# Thread: [SOLVED] How to solve this question?

1. ## [SOLVED] How to solve this question?

Find equation of normal at point (3,1) on curve $\displaystyle 2x^2 - xy + 3y^2 = 18$. The problem is with differentiating this $\displaystyle 2x^2 - xy + 3y^2 = 18$ part. How? Thanks

2. Originally Posted by mark1950
Find equation of normal at point (3,1) on curve $\displaystyle 2x^2 - xy + 3y^2 = 18$. The problem is with differentiating this $\displaystyle 2x^2 - xy + 3y^2 = 18$ part. How? Thanks

3. Thanks, Mr. Fantastic but I have a problem. Here is my take on the question :

I differentiate the whole thing to get,

$\displaystyle 4x - (x\frac{dy}{dx} + y) + 6y = 0$
$\displaystyle \frac{4x + 5y}{x} = \frac{dy}{dx}$

Then, I solved it to find the gradient :

$\displaystyle \frac{4(3) + 5(1)}{3} = \frac{dy}{dx}$

to get 17/3. Since they want me to find the normal, I solved the gradient to -3/17.

But when I try to find the equation, I got

17y = -3x + 26

which is way different then the answer, which is, 11y = 3x + 2. Am I wrong or is it the answer that's wrong? Thanks.

4. Originally Posted by mark1950
Thanks, Mr. Fantastic but I have a problem. Here is my take on the question :

I differentiate the whole thing to get,

$\displaystyle 4x - (x\frac{dy}{dx} + y) + 6y {\color{red} \frac{dy}{dx}} = 0$ Mr F says: Note the correction in red (so all that follows is wrong). This follows from the chain rule.

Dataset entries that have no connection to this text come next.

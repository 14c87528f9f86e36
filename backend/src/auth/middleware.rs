//! Middleware for protecting authenticated routes and handling authorization.
//!
//! Each guard is an axum `from_fn_with_state` middleware. A guard either
//! calls `next` or writes the denial envelope itself, so a denial always
//! short-circuits the rest of the chain. Guards run in the order they are
//! layered on a route (the outermost layer first):
//!
//! ```text
//! authenticate -> require_role / require_participant_type / require_ownership_or_admin -> handler
//! ```

use crate::auth::audit::{AuditSink, SecurityViolation};
use crate::auth::models::{AccessPolicy, AuthenticatedIdentity, ParticipantType, UserRole};
use crate::auth::rate_limit::{InMemoryRateLimiter, RateLimitDecision, RateLimiter};
use crate::errors::{AuthError, TokenError};
use crate::utils::jwt::{TokenVerifier, extract_bearer_token};
use crate::utils::request_meta::{RequestMeta, client_ip};
use axum::{
    extract::{FromRequestParts, Path, Request, State},
    http::{HeaderValue, header::AUTHORIZATION, header::RETRY_AFTER, request::Parts},
    middleware::Next,
    response::{IntoResponse, Response},
};
use serde_json::{Value, json};
use std::collections::HashMap;
use std::convert::Infallible;
use std::sync::Arc;
use std::time::{Duration, Instant};

/// Collaborators shared by every guard.
#[derive(Clone)]
pub struct AuthState {
    pub verifier: Arc<dyn TokenVerifier>,
    pub audit: Arc<dyn AuditSink>,
    pub trust_forwarded_for: bool,
}

impl AuthState {
    pub fn new(
        verifier: Arc<dyn TokenVerifier>,
        audit: Arc<dyn AuditSink>,
        trust_forwarded_for: bool,
    ) -> Self {
        Self {
            verifier,
            audit,
            trust_forwarded_for,
        }
    }

    fn report(&self, request: &Request, reason: &str, extra: Value) {
        let meta = RequestMeta::from_request(request, self.trust_forwarded_for);
        let mut context = json!({
            "url": meta.url,
            "method": meta.method,
        });
        if let (Some(context), Value::Object(extra)) = (context.as_object_mut(), extra) {
            context.extend(extra);
        }

        self.audit.log_security_violation(&SecurityViolation {
            reason: reason.to_string(),
            client_ip: meta.client_ip,
            context,
            user_agent: meta.user_agent,
            request_id: meta.request_id,
        });
    }
}

fn verify_bearer(state: &AuthState, request: &Request) -> Result<AuthenticatedIdentity, TokenError> {
    let header = request
        .headers()
        .get(AUTHORIZATION)
        .and_then(|header| header.to_str().ok());

    match extract_bearer_token(header) {
        Some(token) => state.verifier.verify(token),
        None => Err(TokenError::Missing),
    }
}

/// Requires a valid bearer token and attaches the decoded identity.
pub async fn authenticate(
    State(state): State<AuthState>,
    mut request: Request,
    next: Next,
) -> Response {
    match verify_bearer(&state, &request) {
        Ok(identity) => {
            request.extensions_mut().insert(identity);
            next.run(request).await
        }
        Err(TokenError::Missing) => {
            state.report(&request, "Missing access token", json!({}));
            AuthError::unauthorized("Access token is required").into_response()
        }
        Err(TokenError::Invalid(error)) => {
            tracing::debug!("Rejected bearer token: {}", error);
            state.report(&request, "Invalid access token", json!({ "error": error }));
            AuthError::InvalidToken.into_response()
        }
    }
}

/// Attaches an identity when a valid bearer token is present; never denies
/// and never audits.
pub async fn optional_authenticate(
    State(state): State<AuthState>,
    mut request: Request,
    next: Next,
) -> Response {
    if let Ok(identity) = verify_bearer(&state, &request) {
        request.extensions_mut().insert(identity);
    }
    next.run(request).await
}

/// Role check configured with a fixed set of allowed roles.
#[derive(Clone)]
pub struct RoleGuard {
    state: AuthState,
    allowed: &'static [UserRole],
}

/// Builds a role guard for `allowed`, used with [`require_role`].
pub fn authorize(state: &AuthState, allowed: &'static [UserRole]) -> RoleGuard {
    RoleGuard {
        state: state.clone(),
        allowed,
    }
}

/// Builds a role guard for one of the named access policies.
pub fn authorize_policy(state: &AuthState, policy: AccessPolicy) -> RoleGuard {
    authorize(state, policy.allowed_roles())
}

fn join_names<T: std::fmt::Display>(items: &[T]) -> String {
    items
        .iter()
        .map(ToString::to_string)
        .collect::<Vec<_>>()
        .join(", ")
}

pub async fn require_role(
    State(guard): State<RoleGuard>,
    request: Request,
    next: Next,
) -> Response {
    let Some(identity) = request.extensions().get::<AuthenticatedIdentity>().cloned() else {
        guard
            .state
            .report(&request, "Authorization without authentication", json!({}));
        return AuthError::unauthorized("Authentication required").into_response();
    };

    if guard.allowed.contains(&identity.role) {
        return next.run(request).await;
    }

    let required = join_names(guard.allowed);
    guard.state.report(
        &request,
        "Insufficient role",
        json!({
            "userRole": identity.role,
            "requiredRoles": guard.allowed,
            "userId": identity.user_id,
            "userEmail": identity.email,
        }),
    );
    AuthError::forbidden(format!("Access denied. Required roles: {}", required)).into_response()
}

$\displaystyle \frac{4x + 5y}{x} = \frac{dy}{dx}$

Then, I solved it to find the gradient :

$\displaystyle \frac{4(3) + 5(1)}{3} = \frac{dy}{dx}$

to get 17/3. Since they want me to find the normal, I solved the gradient to -3/17.

But when I try to find the equation, I got

17y = -3x + 26

which is way different then the answer, which is, 11y = 3x + 2. Am I wrong or is it the answer that's wrong? Thanks.
Furthermore, since you only need the value of dy/dx and not the actual rule for dy/dx, my advice is to substitute (3, 1) into the line I corrected and then solve for dy/dx to get the required value.

5. Oh! How careless...lol. Thanks, Mr. F!